About 30 people attended the event at the Betsey Mills Club. They enjoyed German potato salad, pumpernickel and rye bread, sauerkraut and bratwurst, pretzels and a variety of mustard, black walnut cake and of course, German chocolate cake. They also had German beer and wine.
Adams said the event was held at the Betsey Mills Club for the first time last year. She said she has been doing extensive research about the influence the Germans had on Marietta for almost three years and she may eventually write a book about it.
She said she first became interested in the topic after learning her grandfather, August Victor Kuehn, who was a German immigrant, at one point owned and operated the Marietta Brewing Company.

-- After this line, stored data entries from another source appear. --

//! Synthetic inventory for demos and offline sessions.
//!
//! Ten named items per modelled category, each with a full demand history
//! shaped by a base level, a small trend, a weekly pattern and noise.

use rand::rngs::StdRng;
use rand::{Rng, SeedableRng};

use restock_core::{DomainResult, ItemId, StoreId};

use crate::item::{
    Category, DemandObservation, HISTORY_WINDOW, InventoryItem, NewInventoryItem,
    default_reorder_point,
};

/// INR per USD used when pricing generated items.
pub const INR_CONVERSION_FACTOR: f64 = 83.0;

const FIRST_ITEM_NUMBER: u32 = 1000;
const ITEMS_PER_CATEGORY: usize = 10;
const WEEKLY_PATTERN: [f64; 7] = [0.8, 0.9, 0.85, 1.0, 1.2, 1.3, 0.9];
const MIN_DAILY_SALES: f64 = 10.0;

const REGIONS: [&str; 4] = ["North", "South", "East", "West"];
const WEATHERS: [&str; 3] = ["Sunny", "Rainy", "Cloudy"];
const SEASONS: [&str; 4] = ["Spring", "Summer", "Autumn", "Winter"];

fn names_for(category: Category) -> &'static [&'static str] {
    match category {
        Category::Electronics => &[
            "Monitor 27\"",
            "Wireless Keyboard",
            "Noise-Cancelling Headphones",
            "External SSD 1TB",
            "Smart Home Hub",
            "Portable Speaker",
            "Ergonomic Mouse",
            "Gaming Laptop",
            "Power Bank",
            "4K Streaming Stick",
        ],
        Category::Groceries => &[
            "Organic Coffee Beans",
            "Almond Milk",
            "Whole Wheat Bread",
            "Avocados (Case)",
            "Artisan Cheese",
            "Free-Range Eggs",
            "Oatmeal",
            "Basmati Rice",
            "Frozen Pizza",
            "Sparkling Water",
        ],
        Category::Clothing => &[
            "Slim Fit Denim Jeans",
            "Classic White T-Shirt",
            "Wool Sweater",
            "Running Shoes",
            "Rain Jacket",
            "Black Dress Socks",
            "Casual Sneakers",
            "Graphic Hoodie",
            "Yoga Leggings",
            "Baseball Cap",
        ],
        Category::Furniture => &[
            "Modular Corner Desk",
            "Executive Office Chair",
            "Mid-Century Sideboard",
            "Queen Bed Frame",
            "4-Shelf Bookshelf",
            "Sectional Sofa",
            "Accent Lamp",
            "Dining Table (Oak)",
            "Bar Stools",
            "Memory Foam Mattress",
        ],
        Category::Toys => &[
            "Lego City Fire Truck",
            "Action Figure",
            "Remote Control Drone",
            "Board Game: Catan",
            "Puzzle Set",
            "Barbie Dreamhouse",
            "Wooden Blocks",
            "Model Car Kit",
            "Art Supplies Box",
            "Fidget Spinner",
        ],
        Category::Uncategorized => &[],
    }
}

/// Generator configuration.
#[derive(Debug, Clone)]
pub struct SyntheticInventory {
    seed: Option<u64>,
    store_id: StoreId,
}

impl SyntheticInventory {
    pub fn new(store_id: StoreId) -> Self {
        Self { seed: None, store_id }
    }

    /// Fix the seed; the same seed always yields the same inventory.
    pub fn with_seed(mut self, seed: u64) -> Self {
        self.seed = Some(seed);
        self
    }

    pub fn generate(&self) -> DomainResult<Vec<InventoryItem>> {
        let mut rng = match self.seed {
            Some(seed) => StdRng::seed_from_u64(seed),
            None => StdRng::from_entropy(),
        };

        let mut items = Vec::with_capacity(Category::MODELLED.len() * ITEMS_PER_CATEGORY);
        let mut number = FIRST_ITEM_NUMBER;

        for category in Category::MODELLED {
            let names = names_for(category);
            for slot in 0..ITEMS_PER_CATEGORY {
                let id = ItemId::new(format!("P{number}"))?;
                number += 1;

                let base_name = names
                    .get(slot)
                    .map(|n| n.to_string())
                    .unwrap_or_else(|| format!("Default {slot}"));
                let suffix = &id.as_str()[id.as_str().len().saturating_sub(3)..];

                let base_price: f64 = rng.gen_range(10.0..110.0);
                let current_stock: i64 = rng.gen_range(50..500);

                items.push(InventoryItem::try_from(NewInventoryItem {
                    name: format!("{base_name} ({suffix})"),
                    id,
                    category,
                    price: (base_price * INR_CONVERSION_FACTOR).round(),
                    current_stock,
                    reorder_point: default_reorder_point(current_stock),
                    store_id: self.store_id.clone(),
                    history: Some(demand_history(&mut rng)),
                })?);
            }
        }

        tracing::debug!(
            items = items.len(),
            seeded = self.seed.is_some(),
            "generated synthetic inventory"
        );
        Ok(items)
    }
}

/// Oldest-first daily history of `HISTORY_WINDOW` observations.
fn demand_history(rng: &mut StdRng) -> Vec<DemandObservation> {
    let base: f64 = rng.gen_range(20.0..50.0);
    let trend: f64 = rng.gen_range(-0.25..0.25);

    let mut sales: Vec<f64> = Vec::with_capacity(HISTORY_WINDOW);
    let mut history = Vec::with_capacity(HISTORY_WINDOW);

    for day in 0..HISTORY_WINDOW {
        let noise: f64 = rng.gen_range(-2.5..2.5);
        let today =
            ((base + day as f64 * trend) * WEEKLY_PATTERN[day % 7] + noise).max(MIN_DAILY_SALES);

        let lag = |back: usize| day.checked_sub(back).map(|d| sales[d]).unwrap_or(today);
        let (lag1, lag2, lag7) = (lag(1), lag(2), lag(7));

        history.push(DemandObservation {
            lag_sales_d1: lag1.floor() as i64,
            lag_sales_d2: lag2.floor() as i64,
            lag_sales_d7: lag7.floor() as i64,
            lag_inventory_d1: rng.gen_range(50..250),
            rolling_mean_7d: ((lag1 + lag2 + lag7) / 3.0).floor() as i64,
            price: rng.gen_range(20..120),
            discount: if rng.gen_bool(0.3) { 0.1 } else { 0.0 },
            holiday_promotion: u8::from(rng.gen_bool(0.1)),
            competitor_pricing: rng.gen_range(20..120),
            region: REGIONS[day % REGIONS.len()].to_string(),
            weather_condition: WEATHERS[day % WEATHERS.len()].to_string(),
            seasonality: SEASONS[day % SEASONS.len()].to_string(),
        });
        sales.push(today);
    }

    history
}
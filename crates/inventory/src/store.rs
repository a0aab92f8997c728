//! Inventory Store: authoritative item list plus pure projections.

use std::collections::HashMap;

use restock_core::{DomainError, Entity, ItemId};

use crate::item::{Category, InventoryItem};

/// Id → item index over a borrowed item list.
///
/// Identifiers are expected to be unique. On a collision the later item wins
/// and the id is recorded in `collisions()` so callers can raise a
/// data-integrity warning.
#[derive(Debug)]
pub struct ItemLookup<'a, E: Entity = InventoryItem> {
    by_id: HashMap<&'a E::Id, &'a E>,
    collisions: Vec<E::Id>,
}

impl<'a, E: Entity> ItemLookup<'a, E> {
    pub fn get(&self, id: &E::Id) -> Option<&'a E> {
        self.by_id.get(id).copied()
    }

    pub fn contains(&self, id: &E::Id) -> bool {
        self.by_id.contains_key(id)
    }

    pub fn len(&self) -> usize {
        self.by_id.len()
    }

    pub fn is_empty(&self) -> bool {
        self.by_id.is_empty()
    }

    pub fn collisions(&self) -> &[E::Id] {
        &self.collisions
    }
}

/// Build an id index in O(n).
pub fn lookup_by_id<E: Entity>(items: &[E]) -> ItemLookup<'_, E> {
    let mut by_id = HashMap::with_capacity(items.len());
    let mut collisions = Vec::new();

    for item in items {
        if by_id.insert(item.id(), item).is_some() {
            tracing::warn!(id = ?item.id(), "duplicate identifier in inventory; later record wins");
            collisions.push(item.id().clone());
        }
    }

    ItemLookup { by_id, collisions }
}

/// Items of one category, in their original relative order.
#[derive(Debug, Clone, PartialEq)]
pub struct CategoryGroup<'a> {
    pub category: Category,
    pub items: Vec<&'a InventoryItem>,
}

/// Filtered items partitioned by category, categories sorted by label.
pub type GroupedView<'a> = Vec<CategoryGroup<'a>>;

/// Filter by a case-insensitive substring of name or category, then group.
///
/// The term is matched as typed, surrounding whitespace included. Only an
/// empty term keeps every item; no match yields an empty view.
pub fn group_and_filter<'a>(items: &'a [InventoryItem], search_term: &str) -> GroupedView<'a> {
    let needle = search_term.to_lowercase();

    let mut groups: GroupedView<'a> = Vec::new();
    for item in items.iter().filter(|item| item.matches(&needle)) {
        match groups.iter_mut().find(|g| g.category == item.category()) {
            Some(group) => group.items.push(item),
            None => groups.push(CategoryGroup {
                category: item.category(),
                items: vec![item],
            }),
        }
    }

    groups.sort_by(|a, b| a.category.as_str().cmp(b.category.as_str()));
    groups
}

/// Owner of the in-memory inventory.
///
/// The list is replaced as a whole; every replacement bumps `epoch()` so that
/// in-flight work started against an older list can tell it was superseded.
#[derive(Debug, Clone, Default)]
pub struct InventoryStore {
    items: Vec<InventoryItem>,
    index: HashMap<ItemId, usize>,
    epoch: u64,
}

impl InventoryStore {
    pub fn new(items: Vec<InventoryItem>) -> (Self, Vec<DomainError>) {
        let mut store = Self::default();
        let warnings = store.replace(items);
        (store, warnings)
    }

    /// Replace the whole inventory; returns one warning per colliding id.
    pub fn replace(&mut self, items: Vec<InventoryItem>) -> Vec<DomainError> {
        let mut index = HashMap::with_capacity(items.len());
        let mut warnings = Vec::new();

        for (pos, item) in items.iter().enumerate() {
            if index.insert(item.id().clone(), pos).is_some() {
                tracing::warn!(
                    item_id = %item.id(),
                    "duplicate item id in inventory; later record wins"
                );
                warnings.push(DomainError::data_integrity(format!(
                    "duplicate item id {} in inventory",
                    item.id()
                )));
            }
        }

        self.items = items;
        self.index = index;
        self.epoch += 1;
        tracing::info!(items = self.items.len(), epoch = self.epoch, "inventory replaced");
        warnings
    }

    pub fn get(&self, id: &ItemId) -> Option<&InventoryItem> {
        self.index.get(id).map(|&pos| &self.items[pos])
    }

    pub fn items(&self) -> &[InventoryItem] {
        &self.items
    }

    pub fn len(&self) -> usize {
        self.items.len()
    }

    pub fn is_empty(&self) -> bool {
        self.items.is_empty()
    }

    pub fn epoch(&self) -> u64 {
        self.epoch
    }

    pub fn lookup(&self) -> ItemLookup<'_> {
        lookup_by_id(&self.items)
    }

    pub fn grouped(&self, search_term: &str) -> GroupedView<'_> {
        group_and_filter(&self.items, search_term)
    }
}

#[cfg(test)]
mod tests {
    use super::*;
    use crate::item::NewInventoryItem;
    use proptest::prelude::*;
    use restock_core::StoreId;

    fn item(id: &str, name: &str, category: Category) -> InventoryItem {
        InventoryItem::try_from(NewInventoryItem {
            id: ItemId::new(id).unwrap(),
            name: name.to_string(),
            category,
            price: 100.0,
            current_stock: 120,
            reorder_point: 56,
            store_id: StoreId::new("S001").unwrap(),
            history: None,
        })
        .unwrap()
    }

    fn sample() -> Vec<InventoryItem> {
        vec![
            item("P1", "Rain Jacket", Category::Clothing),
            item("P2", "Puzzle Set", Category::Toys),
            item("P3", "Power Bank", Category::Electronics),
            item("P4", "Baseball Cap", Category::Clothing),
            item("P5", "Oatmeal", Category::Groceries),
        ]
    }

    fn ids(group: &CategoryGroup<'_>) -> Vec<String> {
        group.items.iter().map(|i| i.id().to_string()).collect()
    }

    #[test]
    fn empty_term_groups_everything_sorted() {
        let items = sample();
        let view = group_and_filter(&items, "");
        let labels: Vec<_> = view.iter().map(|g| g.category.as_str()).collect();
        assert_eq!(labels, ["Clothing", "Electronics", "Groceries", "Toys"]);
        assert_eq!(ids(&view[0]), ["P1", "P4"]);
        assert_eq!(view.iter().map(|g| g.items.len()).sum::<usize>(), items.len());
    }

    #[test]
    fn term_matches_name_or_category_case_insensitively() {
        let items = sample();

        let view = group_and_filter(&items, "CAP");
        assert_eq!(view.len(), 1);
        assert_eq!(ids(&view[0]), ["P4"]);

        let view = group_and_filter(&items, "electro");
        assert_eq!(view.len(), 1);
        assert_eq!(view[0].category, Category::Electronics);
    }

    #[test]
    fn substring_not_only_prefix() {
        let items = sample();
        let view = group_and_filter(&items, "zzle");
        assert_eq!(ids(&view[0]), ["P2"]);
    }

    #[test]
    fn whitespace_is_part_of_the_term() {
        let items = sample();

        let view = group_and_filter(&items, " cap");
        assert_eq!(view.len(), 1);
        assert_eq!(ids(&view[0]), ["P4"]);

        let view = group_and_filter(&items, " ");
        let labels: Vec<_> = view.iter().map(|g| g.category.as_str()).collect();
        assert_eq!(labels, ["Clothing", "Electronics", "Toys"]);
        assert_eq!(ids(&view[0]), ["P1", "P4"]);

        assert!(group_and_filter(&items, "   ").is_empty());
        assert!(group_and_filter(&items, "cap ").is_empty());
    }

    #[test]
    fn no_match_is_empty() {
        let items = sample();
        assert!(group_and_filter(&items, "submarine").is_empty());
    }

    #[test]
    fn lookup_reports_collisions_and_keeps_last() {
        let items = vec![
            item("P1", "First", Category::Toys),
            item("P1", "Second", Category::Toys),
        ];
        let lookup = lookup_by_id(&items);
        assert_eq!(lookup.len(), 1);
        assert_eq!(lookup.get(&ItemId::new("P1").unwrap()).unwrap().name(), "Second");
        assert_eq!(lookup.collisions().len(), 1);
    }

    #[test]
    fn store_replace_bumps_epoch_and_reindexes() {
        let (mut store, warnings) = InventoryStore::new(sample());
        assert!(warnings.is_empty());
        assert_eq!(store.epoch(), 1);
        assert!(store.get(&ItemId::new("P3").unwrap()).is_some());

        let warnings = store.replace(vec![
            item("P9", "Board Game: Catan", Category::Toys),
            item("P9", "Board Game: Catan", Category::Toys),
        ]);
        assert_eq!(store.epoch(), 2);
        assert_eq!(warnings.len(), 1);
        assert!(warnings[0].is_warning());
        assert!(store.get(&ItemId::new("P3").unwrap()).is_none());
        assert_eq!(store.len(), 2);
    }

    fn arb_category() -> impl Strategy<Value = Category> {
        prop::sample::select(Category::MODELLED.to_vec())
    }

    proptest! {
        /// Grouping is a partition of the filtered set that preserves order.
        #[test]
        fn grouping_partitions_filtered_items(
            specs in prop::collection::vec(("[a-z ]{1,12}", arb_category()), 0..30),
            term in "[a-z]{0,3}",
        ) {
            let items: Vec<InventoryItem> = specs
                .iter()
                .enumerate()
                .filter(|(_, (name, _))| !name.trim().is_empty())
                .map(|(i, (name, cat))| item(&format!("P{i}"), name, *cat))
                .collect();

            let view = group_and_filter(&items, &term);

            let expected: Vec<&InventoryItem> =
                items.iter().filter(|i| i.matches(&term.to_lowercase())).collect();
            let total: usize = view.iter().map(|g| g.items.len()).sum();
            prop_assert_eq!(total, expected.len());

            for pair in view.windows(2) {
                prop_assert!(pair[0].category.as_str() < pair[1].category.as_str());
            }

            for group in &view {
                let in_order: Vec<&InventoryItem> = expected
                    .iter()
                    .copied()
                    .filter(|i| i.category() == group.category)
                    .collect();
                prop_assert_eq!(&group.items, &in_order);
            }
        }
    }
}
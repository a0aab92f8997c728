use thiserror::Error;

use restock_core::DomainError;

/// Shown whenever a failure carries no message of its own.
pub const GENERIC_FAILURE: &str = "Failed to connect to the AI model.";

#[derive(Debug, Error)]
pub enum GatewayError {
    #[error("request timed out")]
    Timeout,

    #[error("network error: {0}")]
    Network(String),

    /// Non-2xx answer; `message` is taken from the body when it has one.
    #[error("service error ({status}): {}", .message.as_deref().unwrap_or(GENERIC_FAILURE))]
    Service { status: u16, message: Option<String> },

    #[error("unexpected response: {0}")]
    Decode(String),

    #[error("not available: {0}")]
    Unavailable(String),

    /// A request of the same kind is already outstanding.
    #[error("a {0} request is already in progress")]
    Busy(&'static str),

    /// The inventory was replaced while the request was in flight.
    #[error("inventory changed while the request was in flight")]
    Superseded,

    #[error(transparent)]
    Domain(#[from] DomainError),
}

impl GatewayError {
    /// The single place where failures become user-facing text.
    pub fn user_message(&self) -> String {
        match self {
            GatewayError::Service {
                message: Some(message),
                ..
            } => message.clone(),
            GatewayError::Service { message: None, .. } | GatewayError::Network(_) => {
                GENERIC_FAILURE.to_string()
            }
            GatewayError::Timeout => "The AI model did not respond in time.".to_string(),
            GatewayError::Decode(_) => "The AI model returned an unexpected response.".to_string(),
            GatewayError::Unavailable(what) => format!("Not available: {what}."),
            GatewayError::Busy(_) => "Please wait for the current request to finish.".to_string(),
            GatewayError::Superseded => {
                "Inventory was reloaded; please generate the order again.".to_string()
            }
            GatewayError::Domain(err) => err.to_string(),
        }
    }
}

impl From<reqwest::Error> for GatewayError {
    fn from(err: reqwest::Error) -> Self {
        if err.is_timeout() {
            GatewayError::Timeout
        } else if err.is_decode() {
            GatewayError::Decode(err.to_string())
        } else {
            GatewayError::Network(err.to_string())
        }
    }
}

#[cfg(test)]
mod tests {
    use super::*;

    #[test]
    fn service_message_is_surfaced_verbatim() {
        let err = GatewayError::Service {
            status: 500,
            message: Some("Model is not loaded".to_string()),
        };
        assert_eq!(err.user_message(), "Model is not loaded");
        assert_eq!(err.to_string(), "service error (500): Model is not loaded");
    }

    #[test]
    fn missing_message_falls_back() {
        let err = GatewayError::Service {
            status: 502,
            message: None,
        };
        assert_eq!(err.user_message(), GENERIC_FAILURE);
        assert_eq!(GatewayError::Network("refused".into()).user_message(), GENERIC_FAILURE);
    }
}
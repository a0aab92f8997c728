//! Tracing/logging setup shared by every binary in the workspace.

/// Tracing configuration (filters, formats).
pub mod tracing;

pub use tracing::LogFormat;

/// Initialize process-wide tracing with JSON output.
///
/// This is safe to call multiple times; subsequent calls become no-ops.
pub fn init() {
    tracing::init(LogFormat::Json);
}

/// Initialize process-wide tracing with an explicit output format.
pub fn init_with(format: LogFormat) {
    tracing::init(format);
}
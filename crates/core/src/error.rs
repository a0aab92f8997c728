//! Domain error model.

use thiserror::Error;

/// Result type used across the domain layer.
pub type DomainResult<T> = Result<T, DomainError>;

/// Domain-level error.
///
/// Keep this focused on deterministic, business/domain failures (validation,
/// data integrity, duplicates). Transport failures belong to the gateway.
#[derive(Debug, Error, Clone, PartialEq, Eq)]
pub enum DomainError {
    /// A value failed validation (e.g. negative stock, zero case size).
    #[error("validation failed: {0}")]
    Validation(String),

    /// Data coming from outside references something inconsistent
    /// (unknown item, missing field, colliding identifiers).
    #[error("data integrity: {0}")]
    DataIntegrity(String),

    /// The record is already present (e.g. a second cart line for one item).
    #[error("duplicate: {0}")]
    Duplicate(String),

    /// An identifier was invalid (e.g. parse failure).
    #[error("invalid identifier: {0}")]
    InvalidId(String),

    /// A requested record was not found.
    #[error("not found: {0}")]
    NotFound(String),
}

impl DomainError {
    pub fn validation(msg: impl Into<String>) -> Self {
        Self::Validation(msg.into())
    }

    pub fn data_integrity(msg: impl Into<String>) -> Self {
        Self::DataIntegrity(msg.into())
    }

    pub fn duplicate(msg: impl Into<String>) -> Self {
        Self::Duplicate(msg.into())
    }

    pub fn invalid_id(msg: impl Into<String>) -> Self {
        Self::InvalidId(msg.into())
    }

    pub fn not_found(msg: impl Into<String>) -> Self {
        Self::NotFound(msg.into())
    }

    /// Non-fatal kinds: the caller skips the record, notifies, and continues.
    pub fn is_warning(&self) -> bool {
        matches!(self, Self::DataIntegrity(_) | Self::Duplicate(_))
    }
}
//! `restock` command-line dashboard.

use std::path::PathBuf;
use std::sync::Arc;

use anyhow::{Context, Result, bail};
use clap::{Parser, Subcommand};

use restock_client::gateway::normalize_warehouse_id;
use restock_client::{
    AddOutcome, CartLine, ClientConfig, Dashboard, GatewayError, HttpGateway, InventorySource,
    Notice, NoticeLevel, OfflineSource, RecommendationSource, config::DEFAULT_CONFIG_FILE,
    format_inr, route_for_decision,
};
use restock_core::{ItemId, StoreId};
use restock_inventory::{SyntheticInventory, stock_gauge};
use restock_logistics::{Catalog, plan_route};
use restock_observability::LogFormat;

#[derive(Parser)]
#[command(name = "restock")]
#[command(about = "Inventory restock dashboard")]
#[command(version)]
struct Cli {
    /// Config file (TOML)
    #[arg(long, default_value = DEFAULT_CONFIG_FILE)]
    config: PathBuf,

    /// Recommendation service base URL
    #[arg(long)]
    base_url: Option<String>,

    /// Use synthetic inventory and the local heuristic instead of the service
    #[arg(long, global = true)]
    offline: bool,

    /// Seed for synthetic inventory
    #[arg(long)]
    seed: Option<u64>,

    /// Human-readable logs instead of JSON
    #[arg(long)]
    pretty: bool,

    #[command(subcommand)]
    command: Commands,
}

#[derive(Subcommand)]
enum Commands {
    /// List inventory grouped by category
    Inventory {
        /// Case-insensitive filter on name or category
        #[arg(long)]
        search: Option<String>,
    },

    /// Generate a restock order for the whole inventory
    Generate,

    /// Forecast and sourcing for one item
    Predict {
        sku: String,
        #[arg(long)]
        store: Option<String>,
    },

    /// Predict one item and add it to the restock list
    Add {
        sku: String,
        #[arg(long)]
        store: Option<String>,
    },

    /// Great-circle distance between a warehouse and a destination
    Route {
        warehouse: String,
        destination: String,
    },

    /// Dashboard figures after generating a restock order
    Summary,
}

#[tokio::main]
async fn main() -> Result<()> {
    let cli = Cli::parse();

    let mut config = ClientConfig::load(&cli.config).context("loading configuration")?;
    if let Some(base_url) = cli.base_url.clone() {
        config.base_url = base_url;
    }
    if cli.seed.is_some() {
        config.seed = cli.seed;
    }
    if cli.pretty {
        config.log_format = LogFormat::Pretty;
    }
    config.validate()?;

    restock_observability::init_with(config.log_format);

    let dashboard = build_dashboard(&config, cli.offline)?;
    let result = run(cli.command, &config, cli.offline, &dashboard).await;
    print_notices(&dashboard.take_notices().await);
    result
}

fn build_dashboard(config: &ClientConfig, offline: bool) -> Result<Dashboard> {
    let store = config.default_store()?;
    let source: Arc<dyn RecommendationSource> = if offline {
        Arc::new(OfflineSource::new(store.clone(), config.seed))
    } else {
        Arc::new(HttpGateway::new(&config.base_url, config.timeout(), store.clone())?)
    };
    Ok(Dashboard::new(source, config.policy()?, store))
}

async fn load_inventory(dashboard: &Dashboard, config: &ClientConfig, offline: bool) -> Result<()> {
    if offline || config.inventory_source == InventorySource::Remote {
        let outcome = dashboard.load_inventory().await?;
        tracing::info!(loaded = outcome.loaded, rejected = outcome.rejected, "inventory loaded");
        return Ok(());
    }

    let generator = SyntheticInventory::new(config.default_store()?);
    let generator = match config.seed {
        Some(seed) => generator.with_seed(seed),
        None => generator,
    };
    dashboard.replace_inventory(generator.generate()?).await;
    Ok(())
}

/// Gateway errors reach the terminal as the same text the dashboard shows.
fn user_facing(err: GatewayError) -> anyhow::Error {
    anyhow::anyhow!(err.user_message())
}

async fn run(
    command: Commands,
    config: &ClientConfig,
    offline: bool,
    dashboard: &Dashboard,
) -> Result<()> {
    match command {
        Commands::Inventory { search } => {
            load_inventory(dashboard, config, offline).await?;
            if let Some(term) = search {
                dashboard.set_search_term(term).await;
            }
            let sections = dashboard.grouped().await;
            if sections.is_empty() {
                println!("No items found.");
            }
            for section in sections {
                println!("{} ({})", section.category, section.items.len());
                for item in section.items {
                    let gauge = stock_gauge(item.current_stock(), item.reorder_point());
                    println!(
                        "  {:<8} {:<36} stock {:>4} / rop {:>4}  {:>3.0}% {:?}  {}",
                        item.id(),
                        item.name(),
                        item.current_stock(),
                        item.reorder_point(),
                        gauge.percent,
                        gauge.level,
                        format_inr(item.price()),
                    );
                }
            }
        }

        Commands::Generate => {
            load_inventory(dashboard, config, offline).await?;
            let outcome = dashboard
                .generate_restock_order()
                .await
                .map_err(user_facing)?;
            println!(
                "Generated {} lines ({} critical, {} skipped)",
                outcome.lines, outcome.critical, outcome.skipped
            );
            for line in dashboard.cart_lines().await {
                print_line(&line);
            }
        }

        Commands::Predict { sku, store } => {
            let sku = ItemId::new(sku)?;
            let store = store.map(StoreId::new).transpose()?;
            let decision = dashboard
                .request_decision(&sku, store)
                .await
                .map_err(user_facing)?;
            println!(
                "{}: forecast {:.1}, order {:.0} from {} by {} (total {})",
                decision.sku,
                decision.forecast,
                decision.order_quantity,
                decision.recommended_warehouse,
                decision.transport,
                format_inr(decision.total_cost),
            );
            match route_for_decision(&Catalog::builtin(), &decision, dashboard.default_store()) {
                Ok(route) => println!(
                    "Route: {} -> {}, {} km",
                    route.from.name, route.to.name, route.distance_km
                ),
                Err(err) => tracing::warn!(error = %err, "no route for decision"),
            }
        }

        Commands::Add { sku, store } => {
            load_inventory(dashboard, config, offline).await?;
            let sku = ItemId::new(sku)?;
            let store = store.map(StoreId::new).transpose()?;
            let decision = dashboard
                .request_decision(&sku, store)
                .await
                .map_err(user_facing)?;
            let added = dashboard
                .add_decision_to_cart(&decision)
                .await
                .map_err(user_facing)?;
            match added {
                AddOutcome::Added => {
                    for line in dashboard.cart_lines().await {
                        print_line(&line);
                    }
                }
                AddOutcome::AlreadyInCart => println!("{sku} is already in the restock list"),
            }
        }

        Commands::Route { warehouse, destination } => {
            let catalog = Catalog::builtin();
            let warehouse = normalize_warehouse_id(&warehouse)?;
            let from = catalog.warehouse(&warehouse)?;
            let to = catalog.site(&destination)?;
            if from.id == to.id {
                bail!("origin and destination are the same site");
            }
            let route = plan_route(from, to);
            println!(
                "{} ({}) -> {} ({}): {} km",
                route.from.name, route.from.city, route.to.name, route.to.city, route.distance_km
            );
        }

        Commands::Summary => {
            load_inventory(dashboard, config, offline).await?;
            dashboard
                .generate_restock_order()
                .await
                .map_err(user_facing)?;
            let summary = dashboard.summary().await;
            println!("Total products:     {}", summary.total_products);
            println!("Restock lines:      {}", summary.lines);
            println!("Critical lines:     {}", summary.critical);
            println!("Est. order value:   {}", format_inr(summary.total_order_value));
        }
    }
    Ok(())
}

fn print_line(line: &CartLine) {
    println!(
        "  [{:<6}] {:<8} {:<36} {:<12} order {:>4}  demand {:>6.1}  {}",
        format!("{:?}", line.badge).to_lowercase(),
        line.item_id(),
        line.item.name(),
        line.status.label(),
        line.order_quantity,
        line.predicted_demand,
        format_inr(line.estimated_cost()),
    );
}

fn print_notices(notices: &[Notice]) {
    for notice in notices {
        let tag = match notice.level {
            NoticeLevel::Info => "info",
            NoticeLevel::Warning => "warning",
            NoticeLevel::Error => "error",
        };
        eprintln!("[{tag}] {}", notice.message);
    }
}
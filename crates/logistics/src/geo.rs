use serde::{Deserialize, Serialize};

/// Equatorial Earth radius (meters).
pub const EARTH_RADIUS_M: f64 = 6_378_137.0;

#[derive(Debug, Copy, Clone, PartialEq, Serialize, Deserialize)]
pub struct GeoPoint {
    pub lat: f64,
    pub lon: f64,
}

impl GeoPoint {
    pub const fn new(lat: f64, lon: f64) -> Self {
        Self { lat, lon }
    }
}

/// Haversine distance in whole meters.
pub fn distance_m(a: GeoPoint, b: GeoPoint) -> f64 {
    let (lat1, lat2) = (a.lat.to_radians(), b.lat.to_radians());
    let d_lat = lat2 - lat1;
    let d_lon = (b.lon - a.lon).to_radians();

    let h = (d_lat / 2.0).sin().powi(2) + lat1.cos() * lat2.cos() * (d_lon / 2.0).sin().powi(2);
    let central = 2.0 * h.sqrt().min(1.0).asin();

    (EARTH_RADIUS_M * central).round()
}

Adams said it was around the 1830s when Germans first started coming to Marietta and by 1850, half of the immigrants in the state of Ohio were Germans.
"They came with skills - they were farmers, they were canners, they were brewers and they were leather workers," she said. "The block on Front Street between Butler and Putnam Streets was known as Dutch row because many German businesses were in that area."
Adams said some of the businesses that were once in Marietta that were started by Germans included the John Albright Tannery, Weber and Hess Slaughter House, Wendelken's Grocery, Schmidt Grocery and the Cisler Brick Company.
"Many of our brick streets are made by Cisler bricks," she said.
"They were very involved musically," Adams added. "In fact, the Marietta High School song "Hail, Marietta" was written by Germans."
A number of churches were also started in Marietta by Germans, Adams said, including Highland Ridge Community Church, St. Luke's Luthern Church and St. Mary's Roman Catholic Church.
In 1896, a German mayor was elected for the City of Marietta, according to Adams.
Marietta resident Dede Martin said she learned "quite a bit" from Adams' presentation.
"She's very interesting," Martin said.
Like Adams, Marietta resident William Marshall, 73, said he, too, has German roots.
"I'm the great grandson of one of the founders of the Marietta Brewing Company, Jacob Epple," he said. "I don't think a lot of people realize the influence the Germans had (in Marietta)."